§ **Exercise**
Nothing but the lines from the one containing "impl Default for" through the one containing "pub fn toggle_symptom(&mut", both included, should be given again, each exactly as written below.

--- Data Enclosed Below ---

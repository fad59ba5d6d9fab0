//! AI Doctor: the diagnosis request builder behind the predictor screen.
//!
//! A `DoctorSession` owns one screen's state: the selected disease, the
//! symptom checklist, the patient form and the request lifecycle. Every user
//! input is a `DoctorAction` applied through `apply`; submitting is split in
//! `begin_submit` / `finish_submit` so callers never hold the session across
//! the network round-trip.
//!
//! Lifecycle: Idle → Submitting → (Succeeded | Failed). A finished phase
//! falls back to Idle on the next disease change, symptom toggle or submit.

use std::collections::BTreeMap;

use serde::{Deserialize, Serialize};

use crate::catalog;
use crate::models::diagnosis::{DiagnosisResult, ResultLine};
use crate::models::enums::{Disease, Gender, Region};
use crate::models::patient::{flag, int_or_zero, PatientDetails};
use crate::prediction::{PredictionClient, PredictionError, PredictionRequest, PredictionResponse};

pub const SUBMIT_LABEL: &str = "Predict Treatment";
pub const SUBMITTING_LABEL: &str = "Diagnosing...";

// ═══════════════════════════════════════════
// Types
// ═══════════════════════════════════════════

/// Where the screen is in the request lifecycle.
#[derive(Debug, Clone, Copy, PartialEq, Eq, Serialize, Deserialize)]
#[serde(rename_all = "snake_case")]
pub enum SubmitPhase {
    Idle,
    Submitting,
    Succeeded,
    Failed,
}

#[derive(Debug, Clone, PartialEq, Eq, thiserror::Error)]
pub enum DoctorError {
    #[error("Select a disease, at least one symptom, and a valid age and weight")]
    NotSubmittable,
    #[error("A diagnosis request is already in progress")]
    AlreadySubmitting,
}

/// One user input on the predictor screen.
#[derive(Debug, Clone, PartialEq, Eq, Serialize, Deserialize)]
#[serde(tag = "action", rename_all = "snake_case")]
pub enum DoctorAction {
    SelectDisease { disease: Disease },
    ToggleSymptom { label: String },
    SetAge { value: String },
    SetWeight { value: String },
    SetRegion { region: Region },
    SetGender { gender: Gender },
    SetPregnant { value: bool },
    SetG6pdDeficiency { value: bool },
    SetPreviousMedications { value: bool },
}

/// A checklist row.
#[derive(Debug, Clone, PartialEq, Eq, Serialize)]
pub struct SymptomItem {
    pub label: String,
    pub key: String,
    pub checked: bool,
}

/// Snapshot of the screen, serialised to the frontend.
#[derive(Debug, Clone, Serialize)]
pub struct DoctorView {
    pub selected_disease: Option<Disease>,
    pub symptoms: Vec<SymptomItem>,
    pub patient: PatientDetails,
    pub phase: SubmitPhase,
    pub loading: bool,
    pub can_submit: bool,
    pub submit_label: &'static str,
    pub diagnosis: Option<DiagnosisResult>,
    pub result_lines: Vec<ResultLine>,
    pub error: Option<String>,
}

fn cleared_symptoms() -> BTreeMap<String, bool> {
    catalog::ALL_SYMPTOM_KEYS
        .iter()
        .map(|key| (key.to_string(), false))
        .collect()
}

// ═══════════════════════════════════════════
// DoctorSession
// ═══════════════════════════════════════════

#[derive(Debug, Clone)]
pub struct DoctorSession {
    selected_disease: Option<Disease>,
    /// Every known symptom key, not only the current disease's.
    symptoms: BTreeMap<String, bool>,
    patient: PatientDetails,
    phase: SubmitPhase,
    diagnosis: Option<DiagnosisResult>,
    error: Option<String>,
}

impl Default for DoctorSession {
    fn default() -> Self {
        Self::new()
    }
}

impl DoctorSession {
    pub fn new() -> Self {
        Self {
            selected_disease: None,
            symptoms: cleared_symptoms(),
            patient: PatientDetails::default(),
            phase: SubmitPhase::Idle,
            diagnosis: None,
            error: None,
        }
    }

    // ── Input ───────────────────────────────────────────────

    /// Apply one user input.
    pub fn apply(&mut self, action: DoctorAction) {
        match action {
            DoctorAction::SelectDisease { disease } => self.select_disease(disease),
            DoctorAction::ToggleSymptom { label } => self.toggle_symptom(&label),
            DoctorAction::SetAge { value } => self.patient.age = value,
            DoctorAction::SetWeight { value } => self.patient.weight = value,
            DoctorAction::SetRegion { region } => self.patient.region = region,
            DoctorAction::SetGender { gender } => self.patient.gender = gender,
            DoctorAction::SetPregnant { value } => self.patient.pregnant = value,
            DoctorAction::SetG6pdDeficiency { value } => self.patient.g6pd_deficiency = value,
            DoctorAction::SetPreviousMedications { value } => {
                self.patient.previous_medications = value
            }
        }
    }

    /// Switch disease. Every symptom flag is reset, including keys the old
    /// and new checklists share.
    pub fn select_disease(&mut self, disease: Disease) {
        tracing::debug!(%disease, "Disease selected");
        self.selected_disease = Some(disease);
        self.symptoms = cleared_symptoms();
        self.settle();
    }

    /// Flip the symptom a checklist label stands for.
    pub fn toggle_symptom(&mut self, label: &str) {
        let key = catalog::symptom_key(label);
        let checked = self.symptoms.entry(key).or_insert(false);
        *checked = !*checked;
        self.settle();
    }

    // ── Queries ─────────────────────────────────────────────

    pub fn selected_disease(&self) -> Option<Disease> {
        self.selected_disease
    }

    pub fn symptoms(&self) -> &BTreeMap<String, bool> {
        &self.symptoms
    }

    pub fn patient(&self) -> &PatientDetails {
        &self.patient
    }

    pub fn phase(&self) -> SubmitPhase {
        self.phase
    }

    pub fn diagnosis(&self) -> Option<&DiagnosisResult> {
        self.diagnosis.as_ref()
    }

    pub fn error(&self) -> Option<&str> {
        self.error.as_deref()
    }

    pub fn is_loading(&self) -> bool {
        self.phase == SubmitPhase::Submitting
    }

    /// Checklist for the selected disease, in catalog order. Empty until a
    /// disease is chosen.
    pub fn checklist(&self) -> Vec<SymptomItem> {
        let Some(disease) = self.selected_disease else {
            return Vec::new();
        };
        catalog::symptoms_for(disease)
            .iter()
            .map(|key| SymptomItem {
                label: catalog::symptom_label(key),
                key: key.to_string(),
                checked: self.symptoms.get(*key).copied().unwrap_or(false),
            })
            .collect()
    }

    /// Whether the form is complete enough to send.
    pub fn is_submittable(&self) -> bool {
        self.selected_disease.is_some()
            && self.symptoms.values().any(|checked| *checked)
            && self.patient.age_is_valid()
            && self.patient.weight_is_valid()
    }

    /// Build the request body from the current state, without validation.
    ///
    /// Unparseable age or weight become 0 and a missing disease an empty
    /// string; only `begin_submit` guards against sending such a body.
    pub fn build_request(&self) -> PredictionRequest {
        let symptoms = self
            .symptoms
            .iter()
            .map(|(key, checked)| (key.clone(), flag(*checked)))
            .collect();

        PredictionRequest {
            disease: self
                .selected_disease
                .map(|d| d.as_str().to_string())
                .unwrap_or_default(),
            symptoms: PredictionRequest::without_reserved(symptoms),
            age: int_or_zero(&self.patient.age),
            weight: int_or_zero(&self.patient.weight),
            region: self.patient.region,
            gender: self.patient.gender,
            pregnant: flag(self.patient.pregnant),
            g6pd_deficiency: flag(self.patient.g6pd_deficiency),
            previous_medications: flag(self.patient.previous_medications),
        }
    }

    // ── Submission ──────────────────────────────────────────

    /// Enter Submitting and hand back the request to send.
    ///
    /// Clears the previous result and error. Rejected while a request is in
    /// flight or while the form is incomplete.
    pub fn begin_submit(&mut self) -> Result<PredictionRequest, DoctorError> {
        if self.is_loading() {
            return Err(DoctorError::AlreadySubmitting);
        }
        self.settle();
        if !self.is_submittable() {
            return Err(DoctorError::NotSubmittable);
        }

        self.phase = SubmitPhase::Submitting;
        self.diagnosis = None;
        self.error = None;

        let request = self.build_request();
        tracing::info!(disease = %request.disease, "Diagnosis request started");
        Ok(request)
    }

    /// Record the outcome of the request started by `begin_submit`.
    ///
    /// Returns `false` (and changes nothing) when no request was in flight.
    pub fn finish_submit(
        &mut self,
        outcome: Result<PredictionResponse, PredictionError>,
    ) -> bool {
        if !self.is_loading() {
            tracing::warn!("Diagnosis outcome arrived with no request in flight; discarded");
            return false;
        }

        match outcome.and_then(PredictionResponse::interpret) {
            Ok(result) => {
                tracing::info!(disease = %result.selected_disease, "Diagnosis received");
                self.diagnosis = Some(result);
                self.phase = SubmitPhase::Succeeded;
            }
            Err(e) => {
                tracing::warn!(error = %e, "Diagnosis request failed");
                self.error = Some(e.user_message());
                self.phase = SubmitPhase::Failed;
            }
        }
        true
    }

    /// Run a full submission against `client`.
    pub async fn submit(&mut self, client: &dyn PredictionClient) -> Result<(), DoctorError> {
        let request = self.begin_submit()?;
        let outcome = client.predict(&request).await;
        self.finish_submit(outcome);
        Ok(())
    }

    pub fn view(&self) -> DoctorView {
        let loading = self.is_loading();
        DoctorView {
            selected_disease: self.selected_disease,
            symptoms: self.checklist(),
            patient: self.patient.clone(),
            phase: self.phase,
            loading,
            can_submit: !loading && self.is_submittable(),
            submit_label: if loading { SUBMITTING_LABEL } else { SUBMIT_LABEL },
            diagnosis: self.diagnosis.clone(),
            result_lines: self
                .diagnosis
                .as_ref()
                .map(DiagnosisResult::display_lines)
                .unwrap_or_default(),
            error: self.error.clone(),
        }
    }

    // ── Internal ────────────────────────────────────────────

    /// A finished request stops being the current phase once the user acts.
    fn settle(&mut self) {
        if matches!(self.phase, SubmitPhase::Succeeded | SubmitPhase::Failed) {
            self.phase = SubmitPhase::Idle;
        }
    }
}

// ═══════════════════════════════════════════════════════════
// Tests
// ═══════════════════════════════════════════════════════════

--- End of Enclosed Data ---

§ **Finished exercise**
impl Default for DoctorSession {
    fn default() -> Self {
        Self::new()
    }
}

impl DoctorSession {
    pub fn new() -> Self {
        Self {
            selected_disease: None,
            symptoms: cleared_symptoms(),
            patient: PatientDetails::default(),
            phase: SubmitPhase::Idle,
            diagnosis: None,
            error: None,
        }
    }

    // ── Input ───────────────────────────────────────────────

    /// Apply one user input.
    pub fn apply(&mut self, action: DoctorAction) {
        match action {
            DoctorAction::SelectDisease { disease } => self.select_disease(disease),
            DoctorAction::ToggleSymptom { label } => self.toggle_symptom(&label),
            DoctorAction::SetAge { value } => self.patient.age = value,
            DoctorAction::SetWeight { value } => self.patient.weight = value,
            DoctorAction::SetRegion { region } => self.patient.region = region,
            DoctorAction::SetGender { gender } => self.patient.gender = gender,
            DoctorAction::SetPregnant { value } => self.patient.pregnant = value,
            DoctorAction::SetG6pdDeficiency { value } => self.patient.g6pd_deficiency = value,
            DoctorAction::SetPreviousMedications { value } => {
                self.patient.previous_medications = value
            }
        }
    }

    /// Switch disease. Every symptom flag is reset, including keys the old
    /// and new checklists share.
    pub fn select_disease(&mut self, disease: Disease) {
        tracing::debug!(%disease, "Disease selected");
        self.selected_disease = Some(disease);
        self.symptoms = cleared_symptoms();
        self.settle();
    }

    /// Flip the symptom a checklist label stands for.
    pub fn toggle_symptom(&mut self, label: &str) {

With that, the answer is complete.